Look through the data below. Show each line where the string "join" occurs.
──────
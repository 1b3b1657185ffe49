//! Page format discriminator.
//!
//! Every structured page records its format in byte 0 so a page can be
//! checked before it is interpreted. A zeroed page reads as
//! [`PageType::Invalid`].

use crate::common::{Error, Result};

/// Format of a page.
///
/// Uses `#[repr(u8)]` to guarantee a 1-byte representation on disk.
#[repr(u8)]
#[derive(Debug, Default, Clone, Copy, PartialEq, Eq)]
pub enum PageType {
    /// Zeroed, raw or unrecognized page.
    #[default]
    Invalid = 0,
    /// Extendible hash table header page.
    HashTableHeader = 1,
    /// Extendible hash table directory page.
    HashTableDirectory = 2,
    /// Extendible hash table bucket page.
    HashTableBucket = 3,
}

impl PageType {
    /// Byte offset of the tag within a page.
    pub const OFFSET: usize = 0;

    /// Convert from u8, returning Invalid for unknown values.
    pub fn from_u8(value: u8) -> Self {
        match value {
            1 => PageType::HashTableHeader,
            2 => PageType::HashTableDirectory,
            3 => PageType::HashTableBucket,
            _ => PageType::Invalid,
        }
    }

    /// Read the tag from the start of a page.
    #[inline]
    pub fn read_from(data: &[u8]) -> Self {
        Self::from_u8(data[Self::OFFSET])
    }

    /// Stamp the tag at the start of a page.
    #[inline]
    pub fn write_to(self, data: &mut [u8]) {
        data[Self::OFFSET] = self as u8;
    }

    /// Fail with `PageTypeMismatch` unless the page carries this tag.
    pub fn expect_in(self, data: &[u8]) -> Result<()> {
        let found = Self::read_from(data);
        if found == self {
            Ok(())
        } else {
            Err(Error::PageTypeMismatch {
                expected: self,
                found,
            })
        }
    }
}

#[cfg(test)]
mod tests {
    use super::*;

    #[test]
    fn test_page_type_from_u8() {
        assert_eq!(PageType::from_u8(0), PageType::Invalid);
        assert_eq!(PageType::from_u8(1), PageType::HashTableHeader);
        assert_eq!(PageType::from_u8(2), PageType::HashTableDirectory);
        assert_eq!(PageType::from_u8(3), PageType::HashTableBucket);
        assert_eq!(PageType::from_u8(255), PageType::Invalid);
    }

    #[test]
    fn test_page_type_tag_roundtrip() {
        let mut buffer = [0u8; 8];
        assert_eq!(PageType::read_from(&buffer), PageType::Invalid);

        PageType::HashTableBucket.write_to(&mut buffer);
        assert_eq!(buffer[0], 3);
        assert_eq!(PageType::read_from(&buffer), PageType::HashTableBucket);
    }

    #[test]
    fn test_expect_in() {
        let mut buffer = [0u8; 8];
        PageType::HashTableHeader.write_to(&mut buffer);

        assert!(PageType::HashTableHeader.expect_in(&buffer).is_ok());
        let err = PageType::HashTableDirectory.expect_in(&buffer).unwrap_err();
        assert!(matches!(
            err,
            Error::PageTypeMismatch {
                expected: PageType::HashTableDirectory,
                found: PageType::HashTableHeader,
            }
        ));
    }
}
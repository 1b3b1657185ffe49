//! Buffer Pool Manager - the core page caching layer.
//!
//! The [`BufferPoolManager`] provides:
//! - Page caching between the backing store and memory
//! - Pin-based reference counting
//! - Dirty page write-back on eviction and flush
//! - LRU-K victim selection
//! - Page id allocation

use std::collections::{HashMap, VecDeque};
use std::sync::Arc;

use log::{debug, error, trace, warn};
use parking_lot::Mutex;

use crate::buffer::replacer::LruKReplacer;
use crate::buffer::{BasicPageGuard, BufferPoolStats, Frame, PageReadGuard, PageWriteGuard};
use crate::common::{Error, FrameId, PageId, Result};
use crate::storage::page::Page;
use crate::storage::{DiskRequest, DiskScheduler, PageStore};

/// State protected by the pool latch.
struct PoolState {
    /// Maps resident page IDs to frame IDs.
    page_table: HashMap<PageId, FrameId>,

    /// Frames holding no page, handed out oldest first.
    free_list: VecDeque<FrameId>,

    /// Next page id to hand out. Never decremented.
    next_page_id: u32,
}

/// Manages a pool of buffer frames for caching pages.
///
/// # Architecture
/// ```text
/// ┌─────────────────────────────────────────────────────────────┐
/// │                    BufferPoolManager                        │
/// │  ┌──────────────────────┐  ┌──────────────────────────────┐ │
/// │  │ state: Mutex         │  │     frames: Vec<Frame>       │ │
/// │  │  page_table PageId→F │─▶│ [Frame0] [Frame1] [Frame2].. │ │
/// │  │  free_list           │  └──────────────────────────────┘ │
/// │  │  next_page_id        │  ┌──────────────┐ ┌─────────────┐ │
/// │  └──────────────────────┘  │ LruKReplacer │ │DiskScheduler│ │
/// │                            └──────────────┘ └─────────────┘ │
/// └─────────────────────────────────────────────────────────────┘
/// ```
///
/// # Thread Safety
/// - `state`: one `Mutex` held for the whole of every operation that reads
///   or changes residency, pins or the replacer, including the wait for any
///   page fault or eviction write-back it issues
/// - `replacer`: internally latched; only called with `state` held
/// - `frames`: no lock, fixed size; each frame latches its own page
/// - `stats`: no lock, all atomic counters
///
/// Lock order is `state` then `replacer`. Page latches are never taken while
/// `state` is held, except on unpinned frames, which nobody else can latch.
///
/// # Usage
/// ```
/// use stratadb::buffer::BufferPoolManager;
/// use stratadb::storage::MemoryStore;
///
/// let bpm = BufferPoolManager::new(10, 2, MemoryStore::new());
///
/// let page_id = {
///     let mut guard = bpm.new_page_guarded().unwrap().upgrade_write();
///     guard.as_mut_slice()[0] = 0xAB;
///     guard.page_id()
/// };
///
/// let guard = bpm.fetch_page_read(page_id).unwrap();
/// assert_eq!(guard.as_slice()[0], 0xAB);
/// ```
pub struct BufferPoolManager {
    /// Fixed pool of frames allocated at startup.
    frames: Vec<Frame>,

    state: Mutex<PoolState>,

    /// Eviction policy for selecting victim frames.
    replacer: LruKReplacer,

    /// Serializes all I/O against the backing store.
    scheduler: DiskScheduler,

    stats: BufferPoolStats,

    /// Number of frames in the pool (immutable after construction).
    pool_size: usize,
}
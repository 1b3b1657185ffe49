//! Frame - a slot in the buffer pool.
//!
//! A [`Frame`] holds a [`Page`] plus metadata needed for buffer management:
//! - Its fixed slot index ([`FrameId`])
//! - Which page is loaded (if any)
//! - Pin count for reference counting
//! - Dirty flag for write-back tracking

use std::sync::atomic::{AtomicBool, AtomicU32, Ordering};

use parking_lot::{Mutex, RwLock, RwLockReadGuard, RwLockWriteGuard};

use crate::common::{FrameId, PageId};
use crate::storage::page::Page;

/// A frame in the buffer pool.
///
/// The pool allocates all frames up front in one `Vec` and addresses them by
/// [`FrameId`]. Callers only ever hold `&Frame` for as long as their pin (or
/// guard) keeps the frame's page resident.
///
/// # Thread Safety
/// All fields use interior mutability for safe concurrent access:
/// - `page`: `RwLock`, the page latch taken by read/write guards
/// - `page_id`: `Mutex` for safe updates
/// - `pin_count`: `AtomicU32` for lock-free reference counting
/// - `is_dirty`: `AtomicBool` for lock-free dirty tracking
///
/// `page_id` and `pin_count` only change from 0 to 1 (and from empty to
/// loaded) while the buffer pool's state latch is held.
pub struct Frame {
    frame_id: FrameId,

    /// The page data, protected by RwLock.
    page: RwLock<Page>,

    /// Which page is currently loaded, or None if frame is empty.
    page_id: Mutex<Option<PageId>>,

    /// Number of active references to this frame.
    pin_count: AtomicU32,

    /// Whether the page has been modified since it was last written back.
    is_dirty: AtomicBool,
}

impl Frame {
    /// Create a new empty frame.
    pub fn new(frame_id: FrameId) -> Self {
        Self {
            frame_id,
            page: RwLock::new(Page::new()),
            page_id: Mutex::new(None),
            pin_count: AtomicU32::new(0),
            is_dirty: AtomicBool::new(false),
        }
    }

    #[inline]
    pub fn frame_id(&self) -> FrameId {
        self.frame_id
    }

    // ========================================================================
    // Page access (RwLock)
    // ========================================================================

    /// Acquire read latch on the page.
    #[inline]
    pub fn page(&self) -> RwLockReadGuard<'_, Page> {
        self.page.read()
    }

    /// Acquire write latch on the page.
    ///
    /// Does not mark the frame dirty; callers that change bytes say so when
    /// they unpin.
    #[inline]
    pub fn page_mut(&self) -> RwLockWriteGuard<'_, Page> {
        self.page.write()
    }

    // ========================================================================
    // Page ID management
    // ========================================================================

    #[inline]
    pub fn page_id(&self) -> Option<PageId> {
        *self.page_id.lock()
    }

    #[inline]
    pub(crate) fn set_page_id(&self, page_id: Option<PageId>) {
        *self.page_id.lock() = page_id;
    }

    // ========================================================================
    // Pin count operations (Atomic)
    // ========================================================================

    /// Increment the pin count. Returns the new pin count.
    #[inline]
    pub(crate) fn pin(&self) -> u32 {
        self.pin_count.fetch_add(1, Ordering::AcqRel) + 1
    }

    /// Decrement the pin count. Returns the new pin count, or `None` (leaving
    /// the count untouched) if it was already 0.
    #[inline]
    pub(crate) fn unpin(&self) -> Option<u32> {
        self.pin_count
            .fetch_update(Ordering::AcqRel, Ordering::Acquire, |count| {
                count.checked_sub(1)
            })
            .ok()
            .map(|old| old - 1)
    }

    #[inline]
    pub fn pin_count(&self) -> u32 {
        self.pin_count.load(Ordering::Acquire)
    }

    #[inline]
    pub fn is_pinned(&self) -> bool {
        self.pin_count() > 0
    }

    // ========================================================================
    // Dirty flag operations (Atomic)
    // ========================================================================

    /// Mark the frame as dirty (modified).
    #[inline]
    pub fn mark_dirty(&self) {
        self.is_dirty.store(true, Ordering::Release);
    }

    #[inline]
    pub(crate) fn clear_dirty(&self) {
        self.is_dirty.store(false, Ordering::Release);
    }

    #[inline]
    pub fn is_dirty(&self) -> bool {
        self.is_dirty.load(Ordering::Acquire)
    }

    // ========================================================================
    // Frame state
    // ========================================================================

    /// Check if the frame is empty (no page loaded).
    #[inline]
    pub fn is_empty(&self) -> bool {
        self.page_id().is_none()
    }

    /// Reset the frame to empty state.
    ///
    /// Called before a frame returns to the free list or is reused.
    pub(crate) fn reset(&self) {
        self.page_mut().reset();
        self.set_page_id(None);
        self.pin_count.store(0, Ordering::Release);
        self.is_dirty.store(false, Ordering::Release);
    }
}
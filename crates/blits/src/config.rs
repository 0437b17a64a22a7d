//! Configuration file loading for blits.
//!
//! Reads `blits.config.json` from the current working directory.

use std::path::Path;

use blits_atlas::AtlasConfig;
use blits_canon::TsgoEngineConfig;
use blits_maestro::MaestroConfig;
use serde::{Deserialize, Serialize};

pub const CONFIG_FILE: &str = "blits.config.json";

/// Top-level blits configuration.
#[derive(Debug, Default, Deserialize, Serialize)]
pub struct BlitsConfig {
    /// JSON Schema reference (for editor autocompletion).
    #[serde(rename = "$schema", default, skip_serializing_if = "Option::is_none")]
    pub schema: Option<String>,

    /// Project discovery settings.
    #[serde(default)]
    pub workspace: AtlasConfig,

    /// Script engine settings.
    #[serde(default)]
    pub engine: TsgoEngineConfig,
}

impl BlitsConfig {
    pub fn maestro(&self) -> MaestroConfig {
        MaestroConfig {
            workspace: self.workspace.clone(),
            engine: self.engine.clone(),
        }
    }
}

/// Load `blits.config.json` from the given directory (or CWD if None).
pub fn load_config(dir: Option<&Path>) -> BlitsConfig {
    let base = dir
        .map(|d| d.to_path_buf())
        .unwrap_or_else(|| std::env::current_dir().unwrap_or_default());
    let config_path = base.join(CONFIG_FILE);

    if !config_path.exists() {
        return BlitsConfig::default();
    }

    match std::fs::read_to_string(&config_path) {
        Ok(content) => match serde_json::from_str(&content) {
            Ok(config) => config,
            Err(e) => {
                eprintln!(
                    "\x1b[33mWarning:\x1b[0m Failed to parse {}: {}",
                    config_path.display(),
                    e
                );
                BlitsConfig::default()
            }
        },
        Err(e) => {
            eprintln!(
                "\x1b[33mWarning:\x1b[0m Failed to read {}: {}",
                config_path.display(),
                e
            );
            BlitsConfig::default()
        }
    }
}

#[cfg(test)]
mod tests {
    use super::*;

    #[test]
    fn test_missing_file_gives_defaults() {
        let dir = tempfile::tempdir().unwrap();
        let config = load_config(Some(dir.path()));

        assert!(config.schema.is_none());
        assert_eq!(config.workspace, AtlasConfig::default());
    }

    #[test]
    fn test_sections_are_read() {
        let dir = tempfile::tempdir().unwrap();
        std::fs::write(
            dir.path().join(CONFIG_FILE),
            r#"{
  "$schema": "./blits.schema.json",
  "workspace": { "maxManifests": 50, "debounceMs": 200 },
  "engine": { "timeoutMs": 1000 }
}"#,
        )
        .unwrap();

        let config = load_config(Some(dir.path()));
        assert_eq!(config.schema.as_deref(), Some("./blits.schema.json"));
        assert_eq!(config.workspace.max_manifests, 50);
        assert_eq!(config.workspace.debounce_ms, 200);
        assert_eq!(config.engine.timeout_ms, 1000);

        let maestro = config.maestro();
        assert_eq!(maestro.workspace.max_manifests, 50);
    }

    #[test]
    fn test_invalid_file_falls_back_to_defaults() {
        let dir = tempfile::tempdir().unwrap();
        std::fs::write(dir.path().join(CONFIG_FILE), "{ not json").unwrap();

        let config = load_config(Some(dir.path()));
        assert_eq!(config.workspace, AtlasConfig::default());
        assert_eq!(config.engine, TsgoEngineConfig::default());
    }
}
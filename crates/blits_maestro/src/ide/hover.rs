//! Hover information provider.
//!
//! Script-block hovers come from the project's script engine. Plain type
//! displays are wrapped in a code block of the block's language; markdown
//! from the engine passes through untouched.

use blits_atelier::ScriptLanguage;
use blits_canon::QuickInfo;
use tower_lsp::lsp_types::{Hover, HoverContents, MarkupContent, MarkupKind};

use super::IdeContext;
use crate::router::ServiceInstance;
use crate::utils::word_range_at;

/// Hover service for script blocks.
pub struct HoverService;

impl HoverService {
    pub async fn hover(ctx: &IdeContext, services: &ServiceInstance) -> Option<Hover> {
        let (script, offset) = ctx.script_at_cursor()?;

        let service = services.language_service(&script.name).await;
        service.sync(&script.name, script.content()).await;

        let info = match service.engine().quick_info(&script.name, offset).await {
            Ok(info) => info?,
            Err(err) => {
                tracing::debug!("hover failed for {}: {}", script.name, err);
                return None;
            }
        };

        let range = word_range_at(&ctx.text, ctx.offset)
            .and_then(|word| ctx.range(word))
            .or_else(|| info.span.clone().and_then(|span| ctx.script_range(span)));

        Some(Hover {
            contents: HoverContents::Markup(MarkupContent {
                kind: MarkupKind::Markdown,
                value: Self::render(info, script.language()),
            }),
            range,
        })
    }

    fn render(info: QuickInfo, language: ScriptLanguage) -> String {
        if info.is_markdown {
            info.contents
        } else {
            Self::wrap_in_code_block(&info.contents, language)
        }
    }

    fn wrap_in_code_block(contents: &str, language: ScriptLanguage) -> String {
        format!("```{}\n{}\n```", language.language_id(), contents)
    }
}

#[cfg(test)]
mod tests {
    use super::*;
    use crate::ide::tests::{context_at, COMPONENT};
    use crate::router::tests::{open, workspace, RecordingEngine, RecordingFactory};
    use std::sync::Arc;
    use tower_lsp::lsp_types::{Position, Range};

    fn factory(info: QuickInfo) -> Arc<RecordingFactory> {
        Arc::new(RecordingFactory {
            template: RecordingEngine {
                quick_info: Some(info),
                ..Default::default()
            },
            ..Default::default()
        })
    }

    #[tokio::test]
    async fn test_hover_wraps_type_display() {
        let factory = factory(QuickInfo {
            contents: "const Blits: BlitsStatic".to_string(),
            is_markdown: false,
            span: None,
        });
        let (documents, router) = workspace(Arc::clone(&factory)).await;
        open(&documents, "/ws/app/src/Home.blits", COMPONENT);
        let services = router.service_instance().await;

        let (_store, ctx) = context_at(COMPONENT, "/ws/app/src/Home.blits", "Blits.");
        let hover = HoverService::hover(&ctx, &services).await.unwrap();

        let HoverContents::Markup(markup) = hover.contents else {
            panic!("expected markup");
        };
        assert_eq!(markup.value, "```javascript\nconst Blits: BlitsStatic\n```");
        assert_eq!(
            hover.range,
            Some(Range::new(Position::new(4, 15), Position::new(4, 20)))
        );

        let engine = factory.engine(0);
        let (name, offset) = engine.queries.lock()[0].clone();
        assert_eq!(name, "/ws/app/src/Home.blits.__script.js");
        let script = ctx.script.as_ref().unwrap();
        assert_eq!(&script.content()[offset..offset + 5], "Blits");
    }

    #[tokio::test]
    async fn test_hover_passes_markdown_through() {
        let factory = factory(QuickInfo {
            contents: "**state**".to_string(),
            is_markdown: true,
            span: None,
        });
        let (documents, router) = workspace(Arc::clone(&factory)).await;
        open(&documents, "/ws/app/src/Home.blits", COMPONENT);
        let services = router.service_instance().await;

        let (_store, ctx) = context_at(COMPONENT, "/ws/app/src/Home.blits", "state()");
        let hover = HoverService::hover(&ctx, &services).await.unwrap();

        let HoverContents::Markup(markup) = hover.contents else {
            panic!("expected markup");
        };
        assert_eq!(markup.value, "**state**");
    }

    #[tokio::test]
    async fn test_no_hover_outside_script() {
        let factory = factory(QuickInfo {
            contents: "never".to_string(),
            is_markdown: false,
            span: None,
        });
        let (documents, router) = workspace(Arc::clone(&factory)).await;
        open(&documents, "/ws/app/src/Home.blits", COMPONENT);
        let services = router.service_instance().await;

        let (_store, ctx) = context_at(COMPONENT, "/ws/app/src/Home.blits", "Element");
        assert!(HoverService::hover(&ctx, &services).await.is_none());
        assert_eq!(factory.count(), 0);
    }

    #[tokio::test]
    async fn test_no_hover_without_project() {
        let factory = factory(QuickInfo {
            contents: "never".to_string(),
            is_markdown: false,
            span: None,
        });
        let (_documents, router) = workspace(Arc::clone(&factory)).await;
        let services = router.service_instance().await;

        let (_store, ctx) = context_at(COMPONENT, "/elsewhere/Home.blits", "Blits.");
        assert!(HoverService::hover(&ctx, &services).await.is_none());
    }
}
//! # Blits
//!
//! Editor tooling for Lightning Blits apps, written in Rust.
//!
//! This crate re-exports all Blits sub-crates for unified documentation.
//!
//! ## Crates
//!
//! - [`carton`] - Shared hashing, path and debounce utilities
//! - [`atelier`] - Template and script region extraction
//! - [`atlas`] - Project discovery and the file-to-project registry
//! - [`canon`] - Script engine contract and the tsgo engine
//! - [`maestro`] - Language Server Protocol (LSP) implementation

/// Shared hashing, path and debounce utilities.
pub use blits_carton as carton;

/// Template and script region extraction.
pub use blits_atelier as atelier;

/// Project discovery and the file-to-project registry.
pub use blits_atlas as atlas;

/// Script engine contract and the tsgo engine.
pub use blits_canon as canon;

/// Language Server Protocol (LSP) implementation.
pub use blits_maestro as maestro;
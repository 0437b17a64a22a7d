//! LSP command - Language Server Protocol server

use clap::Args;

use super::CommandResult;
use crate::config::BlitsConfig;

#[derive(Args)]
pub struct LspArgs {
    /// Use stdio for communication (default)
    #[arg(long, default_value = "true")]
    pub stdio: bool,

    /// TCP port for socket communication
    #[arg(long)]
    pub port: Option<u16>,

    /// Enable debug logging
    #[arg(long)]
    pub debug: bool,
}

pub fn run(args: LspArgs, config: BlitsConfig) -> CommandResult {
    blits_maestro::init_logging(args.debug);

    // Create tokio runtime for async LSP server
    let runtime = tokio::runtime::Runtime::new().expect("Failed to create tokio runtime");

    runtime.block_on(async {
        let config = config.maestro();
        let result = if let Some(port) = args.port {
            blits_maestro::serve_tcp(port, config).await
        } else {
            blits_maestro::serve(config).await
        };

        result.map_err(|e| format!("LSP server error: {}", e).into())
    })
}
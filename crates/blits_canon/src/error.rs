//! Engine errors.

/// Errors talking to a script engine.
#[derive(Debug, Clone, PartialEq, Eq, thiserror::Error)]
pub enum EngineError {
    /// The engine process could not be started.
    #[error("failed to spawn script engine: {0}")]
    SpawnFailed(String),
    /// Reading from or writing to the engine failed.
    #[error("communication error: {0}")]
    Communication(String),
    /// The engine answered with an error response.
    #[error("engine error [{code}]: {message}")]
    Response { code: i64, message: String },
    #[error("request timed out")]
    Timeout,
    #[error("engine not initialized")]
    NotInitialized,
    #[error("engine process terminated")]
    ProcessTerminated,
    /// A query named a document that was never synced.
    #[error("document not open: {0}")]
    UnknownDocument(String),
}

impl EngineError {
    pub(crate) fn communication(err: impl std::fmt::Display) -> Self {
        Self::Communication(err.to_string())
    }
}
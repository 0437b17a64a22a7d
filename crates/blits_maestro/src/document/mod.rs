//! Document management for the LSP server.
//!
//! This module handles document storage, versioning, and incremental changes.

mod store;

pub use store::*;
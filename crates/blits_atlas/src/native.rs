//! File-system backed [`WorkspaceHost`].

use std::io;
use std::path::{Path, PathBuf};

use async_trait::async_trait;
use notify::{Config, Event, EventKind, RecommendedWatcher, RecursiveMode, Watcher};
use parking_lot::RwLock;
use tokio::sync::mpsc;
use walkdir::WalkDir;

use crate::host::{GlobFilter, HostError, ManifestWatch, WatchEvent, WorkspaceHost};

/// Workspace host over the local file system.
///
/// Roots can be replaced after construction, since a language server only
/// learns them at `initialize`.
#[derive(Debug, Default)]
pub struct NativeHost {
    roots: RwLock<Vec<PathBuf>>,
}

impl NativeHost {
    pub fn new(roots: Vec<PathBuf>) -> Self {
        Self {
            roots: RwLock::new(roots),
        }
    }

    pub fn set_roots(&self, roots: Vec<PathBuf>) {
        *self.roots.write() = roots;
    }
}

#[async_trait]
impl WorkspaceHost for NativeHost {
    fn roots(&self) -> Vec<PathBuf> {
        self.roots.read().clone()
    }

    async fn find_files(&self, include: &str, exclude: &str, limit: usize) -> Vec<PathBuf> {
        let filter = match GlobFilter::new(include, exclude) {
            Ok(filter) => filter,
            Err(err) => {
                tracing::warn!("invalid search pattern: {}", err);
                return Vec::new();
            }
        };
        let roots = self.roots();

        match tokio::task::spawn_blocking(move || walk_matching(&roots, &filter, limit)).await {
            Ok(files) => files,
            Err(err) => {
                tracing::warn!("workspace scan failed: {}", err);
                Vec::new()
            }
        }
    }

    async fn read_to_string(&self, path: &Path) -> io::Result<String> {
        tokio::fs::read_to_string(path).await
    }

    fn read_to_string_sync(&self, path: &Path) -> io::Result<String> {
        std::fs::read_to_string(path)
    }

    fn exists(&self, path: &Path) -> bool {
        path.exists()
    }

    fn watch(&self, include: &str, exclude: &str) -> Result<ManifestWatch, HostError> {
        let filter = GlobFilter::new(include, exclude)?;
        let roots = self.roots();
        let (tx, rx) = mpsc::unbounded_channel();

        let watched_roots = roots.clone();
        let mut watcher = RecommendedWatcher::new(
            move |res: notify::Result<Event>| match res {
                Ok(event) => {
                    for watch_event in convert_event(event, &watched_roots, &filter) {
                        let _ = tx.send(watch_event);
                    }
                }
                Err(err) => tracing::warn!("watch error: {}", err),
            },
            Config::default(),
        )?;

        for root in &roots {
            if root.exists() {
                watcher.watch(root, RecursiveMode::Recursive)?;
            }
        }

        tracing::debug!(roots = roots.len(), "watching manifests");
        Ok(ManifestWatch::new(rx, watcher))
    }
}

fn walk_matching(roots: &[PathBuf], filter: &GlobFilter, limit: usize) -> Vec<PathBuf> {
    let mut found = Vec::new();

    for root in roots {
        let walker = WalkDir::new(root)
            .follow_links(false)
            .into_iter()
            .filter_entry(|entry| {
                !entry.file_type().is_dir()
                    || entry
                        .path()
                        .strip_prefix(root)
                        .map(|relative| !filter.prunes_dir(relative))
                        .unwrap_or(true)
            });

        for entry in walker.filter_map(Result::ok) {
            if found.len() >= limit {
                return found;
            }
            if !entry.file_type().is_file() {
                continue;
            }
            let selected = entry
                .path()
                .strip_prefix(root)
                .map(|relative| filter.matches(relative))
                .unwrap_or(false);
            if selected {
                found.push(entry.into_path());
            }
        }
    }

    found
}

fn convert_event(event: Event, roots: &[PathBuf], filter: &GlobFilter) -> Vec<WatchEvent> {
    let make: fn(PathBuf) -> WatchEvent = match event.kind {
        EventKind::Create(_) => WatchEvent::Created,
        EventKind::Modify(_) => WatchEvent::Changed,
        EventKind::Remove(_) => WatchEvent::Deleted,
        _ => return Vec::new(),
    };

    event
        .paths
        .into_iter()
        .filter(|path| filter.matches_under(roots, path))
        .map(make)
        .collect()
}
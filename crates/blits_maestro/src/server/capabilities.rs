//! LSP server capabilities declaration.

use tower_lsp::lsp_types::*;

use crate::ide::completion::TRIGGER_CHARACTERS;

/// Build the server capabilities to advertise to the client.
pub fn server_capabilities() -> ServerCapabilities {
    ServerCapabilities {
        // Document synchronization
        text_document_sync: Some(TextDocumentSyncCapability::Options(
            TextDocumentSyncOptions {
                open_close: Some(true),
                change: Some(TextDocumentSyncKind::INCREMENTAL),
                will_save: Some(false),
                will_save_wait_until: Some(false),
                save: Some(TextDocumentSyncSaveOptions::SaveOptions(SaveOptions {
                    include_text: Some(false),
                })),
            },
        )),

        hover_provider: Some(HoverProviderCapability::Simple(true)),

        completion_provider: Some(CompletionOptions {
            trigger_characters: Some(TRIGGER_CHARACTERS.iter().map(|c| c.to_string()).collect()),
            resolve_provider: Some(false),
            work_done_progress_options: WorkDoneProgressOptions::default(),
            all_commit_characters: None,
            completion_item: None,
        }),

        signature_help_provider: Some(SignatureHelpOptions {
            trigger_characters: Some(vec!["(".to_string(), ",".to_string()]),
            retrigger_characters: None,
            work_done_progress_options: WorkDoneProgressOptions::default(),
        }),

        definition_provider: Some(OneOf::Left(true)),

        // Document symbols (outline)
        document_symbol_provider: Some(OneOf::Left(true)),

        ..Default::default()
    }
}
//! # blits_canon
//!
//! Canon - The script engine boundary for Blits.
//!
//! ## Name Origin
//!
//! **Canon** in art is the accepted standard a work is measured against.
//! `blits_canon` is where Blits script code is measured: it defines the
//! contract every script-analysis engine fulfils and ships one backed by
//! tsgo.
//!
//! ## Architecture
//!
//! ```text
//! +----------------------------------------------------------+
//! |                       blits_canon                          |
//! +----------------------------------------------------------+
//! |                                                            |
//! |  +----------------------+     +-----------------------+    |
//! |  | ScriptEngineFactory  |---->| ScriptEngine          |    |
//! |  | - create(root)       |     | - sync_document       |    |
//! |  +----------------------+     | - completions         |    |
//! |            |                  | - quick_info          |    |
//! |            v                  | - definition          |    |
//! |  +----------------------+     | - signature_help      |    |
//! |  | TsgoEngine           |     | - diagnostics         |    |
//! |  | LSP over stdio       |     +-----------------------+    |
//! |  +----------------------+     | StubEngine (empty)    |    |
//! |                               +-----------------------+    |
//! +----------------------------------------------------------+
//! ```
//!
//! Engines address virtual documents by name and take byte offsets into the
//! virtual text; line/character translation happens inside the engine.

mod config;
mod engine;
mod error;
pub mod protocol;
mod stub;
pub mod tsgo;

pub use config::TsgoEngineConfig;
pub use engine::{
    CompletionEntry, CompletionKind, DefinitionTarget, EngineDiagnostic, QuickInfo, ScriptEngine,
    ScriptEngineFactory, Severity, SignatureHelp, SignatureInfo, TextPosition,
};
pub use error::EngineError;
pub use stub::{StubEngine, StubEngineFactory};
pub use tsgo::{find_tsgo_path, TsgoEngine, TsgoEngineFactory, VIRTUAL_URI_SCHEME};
──────
_Expected output_.
    let config_path = base.join(CONFIG_FILE);
            dir.path().join(CONFIG_FILE),
        std::fs::write(dir.path().join(CONFIG_FILE), "{ not json").unwrap();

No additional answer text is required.